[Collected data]
**********

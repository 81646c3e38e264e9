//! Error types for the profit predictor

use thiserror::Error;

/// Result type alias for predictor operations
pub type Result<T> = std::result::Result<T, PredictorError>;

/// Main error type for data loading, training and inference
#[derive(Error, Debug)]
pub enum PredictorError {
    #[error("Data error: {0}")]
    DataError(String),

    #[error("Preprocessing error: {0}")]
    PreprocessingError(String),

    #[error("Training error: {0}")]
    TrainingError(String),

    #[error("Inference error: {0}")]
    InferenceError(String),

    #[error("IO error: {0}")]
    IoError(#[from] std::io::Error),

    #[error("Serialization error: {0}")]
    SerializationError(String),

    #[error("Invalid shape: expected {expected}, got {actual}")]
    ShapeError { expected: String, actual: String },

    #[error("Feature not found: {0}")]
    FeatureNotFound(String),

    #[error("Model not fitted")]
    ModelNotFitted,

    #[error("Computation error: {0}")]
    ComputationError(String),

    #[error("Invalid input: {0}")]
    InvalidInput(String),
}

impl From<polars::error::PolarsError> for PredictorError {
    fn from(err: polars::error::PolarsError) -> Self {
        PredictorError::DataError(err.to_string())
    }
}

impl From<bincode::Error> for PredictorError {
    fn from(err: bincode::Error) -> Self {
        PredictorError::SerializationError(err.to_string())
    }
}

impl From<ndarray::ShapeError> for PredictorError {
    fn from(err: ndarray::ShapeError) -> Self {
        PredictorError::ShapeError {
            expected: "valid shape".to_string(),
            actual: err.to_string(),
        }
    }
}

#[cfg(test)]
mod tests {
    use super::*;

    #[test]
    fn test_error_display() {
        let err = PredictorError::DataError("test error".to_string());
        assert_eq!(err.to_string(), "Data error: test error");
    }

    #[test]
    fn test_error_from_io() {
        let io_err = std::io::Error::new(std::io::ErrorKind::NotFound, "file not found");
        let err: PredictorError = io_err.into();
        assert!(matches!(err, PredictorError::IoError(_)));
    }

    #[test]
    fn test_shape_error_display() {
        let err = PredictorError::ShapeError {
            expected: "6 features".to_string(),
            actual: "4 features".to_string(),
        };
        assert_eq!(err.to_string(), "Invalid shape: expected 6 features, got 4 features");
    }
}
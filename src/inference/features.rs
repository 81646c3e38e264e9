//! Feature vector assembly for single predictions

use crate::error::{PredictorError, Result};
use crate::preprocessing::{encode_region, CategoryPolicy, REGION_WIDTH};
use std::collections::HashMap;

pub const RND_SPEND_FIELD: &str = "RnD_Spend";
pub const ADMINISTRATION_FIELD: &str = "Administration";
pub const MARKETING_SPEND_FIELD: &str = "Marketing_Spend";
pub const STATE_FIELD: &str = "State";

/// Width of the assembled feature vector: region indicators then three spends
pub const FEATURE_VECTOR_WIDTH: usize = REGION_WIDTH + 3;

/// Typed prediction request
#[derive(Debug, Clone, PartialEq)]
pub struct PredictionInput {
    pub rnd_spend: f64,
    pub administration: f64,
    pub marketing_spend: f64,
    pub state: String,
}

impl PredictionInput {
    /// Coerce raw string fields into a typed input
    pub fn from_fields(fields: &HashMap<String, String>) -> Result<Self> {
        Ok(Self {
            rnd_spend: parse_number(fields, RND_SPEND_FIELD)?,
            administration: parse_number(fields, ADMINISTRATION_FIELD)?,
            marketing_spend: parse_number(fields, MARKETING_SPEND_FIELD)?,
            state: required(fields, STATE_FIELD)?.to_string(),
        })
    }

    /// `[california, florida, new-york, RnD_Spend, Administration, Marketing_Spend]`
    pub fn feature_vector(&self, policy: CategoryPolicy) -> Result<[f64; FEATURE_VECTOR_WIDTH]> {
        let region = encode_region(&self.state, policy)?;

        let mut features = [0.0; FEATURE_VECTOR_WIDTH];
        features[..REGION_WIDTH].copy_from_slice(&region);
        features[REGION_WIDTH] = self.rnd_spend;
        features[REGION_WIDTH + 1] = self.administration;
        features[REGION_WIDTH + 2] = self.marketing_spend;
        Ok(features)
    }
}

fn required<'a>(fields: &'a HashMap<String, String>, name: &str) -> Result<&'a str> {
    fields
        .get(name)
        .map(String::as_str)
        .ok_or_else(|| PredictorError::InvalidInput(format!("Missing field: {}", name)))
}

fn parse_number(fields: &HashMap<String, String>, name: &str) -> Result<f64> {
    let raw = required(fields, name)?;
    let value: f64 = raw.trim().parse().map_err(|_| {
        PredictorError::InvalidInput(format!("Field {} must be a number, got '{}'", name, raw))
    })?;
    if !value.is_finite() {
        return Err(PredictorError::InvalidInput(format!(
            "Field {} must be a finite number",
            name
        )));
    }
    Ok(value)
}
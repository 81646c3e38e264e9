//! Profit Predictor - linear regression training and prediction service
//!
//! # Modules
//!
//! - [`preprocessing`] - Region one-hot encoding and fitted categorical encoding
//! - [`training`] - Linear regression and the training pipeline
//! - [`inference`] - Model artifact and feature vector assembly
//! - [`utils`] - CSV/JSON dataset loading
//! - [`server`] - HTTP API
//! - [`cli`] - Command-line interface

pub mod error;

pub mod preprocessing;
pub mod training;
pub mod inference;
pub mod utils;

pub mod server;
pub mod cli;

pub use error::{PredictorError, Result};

**********

Line by line, reproduce the records above exactly.

repository 81646c3e38e264e9
//! Error types for the profit predictor

use thiserror::Error;

/// Result type alias for predictor operations
pub type Result<T> = std::result::Result<T, PredictorError>;

/// Main error type for data loading, training and inference
#[derive(Error, Debug)]
pub enum PredictorError {
    #[error("Data error: {0}")]
    DataError(String),

    #[error("Preprocessing error: {0}")]
    PreprocessingError(String),

    #[error("Training error: {0}")]
    TrainingError(String),

    #[error("Inference error: {0}")]
    InferenceError(String),

    #[error("IO error: {0}")]
    IoError(#[from] std::io::Error),

    #[error("Serialization error: {0}")]
    SerializationError(String),

    #[error("Invalid shape: expected {expected}, got {actual}")]
    ShapeError { expected: String, actual: String },

    #[error("Feature not found: {0}")]
    FeatureNotFound(String),

    #[error("Model not fitted")]
    ModelNotFitted,

    #[error("Computation error: {0}")]
    ComputationError(String),

    #[error("Invalid input: {0}")]
    InvalidInput(String),
}

impl From<polars::error::PolarsError> for PredictorError {
    fn from(err: polars::error::PolarsError) -> Self {
        PredictorError::DataError(err.to_string())
    }
}

impl From<bincode::Error> for PredictorError {
    fn from(err: bincode::Error) -> Self {
        PredictorError::SerializationError(err.to_string())
    }
}

impl From<ndarray::ShapeError> for PredictorError {
    fn from(err: ndarray::ShapeError) -> Self {
        PredictorError::ShapeError {
            expected: "valid shape".to_string(),
            actual: err.to_string(),
        }
    }
}

#[cfg(test)]
mod tests {
    use super::*;

    #[test]
    fn test_error_display() {
        let err = PredictorError::DataError("test error".to_string());
        assert_eq!(err.to_string(), "Data error: test error");
    }

    #[test]
    fn test_error_from_io() {
        let io_err = std::io::Error::new(std::io::ErrorKind::NotFound, "file not found");
        let err: PredictorError = io_err.into();
        assert!(matches!(err, PredictorError::IoError(_)));
    }

    #[test]
    fn test_shape_error_display() {
        let err = PredictorError::ShapeError {
            expected: "6 features".to_string(),
            actual: "4 features".to_string(),
        };
        assert_eq!(err.to_string(), "Invalid shape: expected 6 features, got 4 features");
    }
}
filename src/inference/features.rs
repository 81646c3e38e264e9
//! Feature vector assembly for single predictions

use crate::error::{PredictorError, Result};
use crate::preprocessing::{encode_region, CategoryPolicy, REGION_WIDTH};
use std::collections::HashMap;

pub const RND_SPEND_FIELD: &str = "RnD_Spend";
pub const ADMINISTRATION_FIELD: &str = "Administration";
pub const MARKETING_SPEND_FIELD: &str = "Marketing_Spend";
pub const STATE_FIELD: &str = "State";

/// Width of the assembled feature vector: region indicators then three spends
pub const FEATURE_VECTOR_WIDTH: usize = REGION_WIDTH + 3;

/// Typed prediction request
#[derive(Debug, Clone, PartialEq)]
pub struct PredictionInput {
    pub rnd_spend: f64,
    pub administration: f64,
    pub marketing_spend: f64,
    pub state: String,
}

impl PredictionInput {
    /// Coerce raw string fields into a typed input
    pub fn from_fields(fields: &HashMap<String, String>) -> Result<Self> {
        Ok(Self {
            rnd_spend: parse_number(fields, RND_SPEND_FIELD)?,
            administration: parse_number(fields, ADMINISTRATION_FIELD)?,
            marketing_spend: parse_number(fields, MARKETING_SPEND_FIELD)?,
            state: required(fields, STATE_FIELD)?.to_string(),
        })
    }

    /// `[california, florida, new-york, RnD_Spend, Administration, Marketing_Spend]`
    pub fn feature_vector(&self, policy: CategoryPolicy) -> Result<[f64; FEATURE_VECTOR_WIDTH]> {
        let region = encode_region(&self.state, policy)?;

        let mut features = [0.0; FEATURE_VECTOR_WIDTH];
        features[..REGION_WIDTH].copy_from_slice(&region);
        features[REGION_WIDTH] = self.rnd_spend;
        features[REGION_WIDTH + 1] = self.administration;
        features[REGION_WIDTH + 2] = self.marketing_spend;
        Ok(features)
    }
}

fn required<'a>(fields: &'a HashMap<String, String>, name: &str) -> Result<&'a str> {
    fields
        .get(name)
        .map(String::as_str)
        .ok_or_else(|| PredictorError::InvalidInput(format!("Missing field: {}", name)))
}

fn parse_number(fields: &HashMap<String, String>, name: &str) -> Result<f64> {
    let raw = required(fields, name)?;
    let value: f64 = raw.trim().parse().map_err(|_| {
        PredictorError::InvalidInput(format!("Field {} must be a number, got '{}'", name, raw))
    })?;
    if !value.is_finite() {
        return Err(PredictorError::InvalidInput(format!(
            "Field {} must be a finite number",
            name
        )));
    }
    Ok(value)
}
repository 81646c3e38e264e9
//! Profit Predictor - linear regression training and prediction service
//!
//! # Modules
//!
//! - [`preprocessing`] - Region one-hot encoding and fitted categorical encoding
//! - [`training`] - Linear regression and the training pipeline
//! - [`inference`] - Model artifact and feature vector assembly
//! - [`utils`] - CSV/JSON dataset loading
//! - [`server`] - HTTP API
//! - [`cli`] - Command-line interface

pub mod error;

pub mod preprocessing;
pub mod training;
pub mod inference;
pub mod utils;

pub mod server;
pub mod cli;

pub use error::{PredictorError, Result};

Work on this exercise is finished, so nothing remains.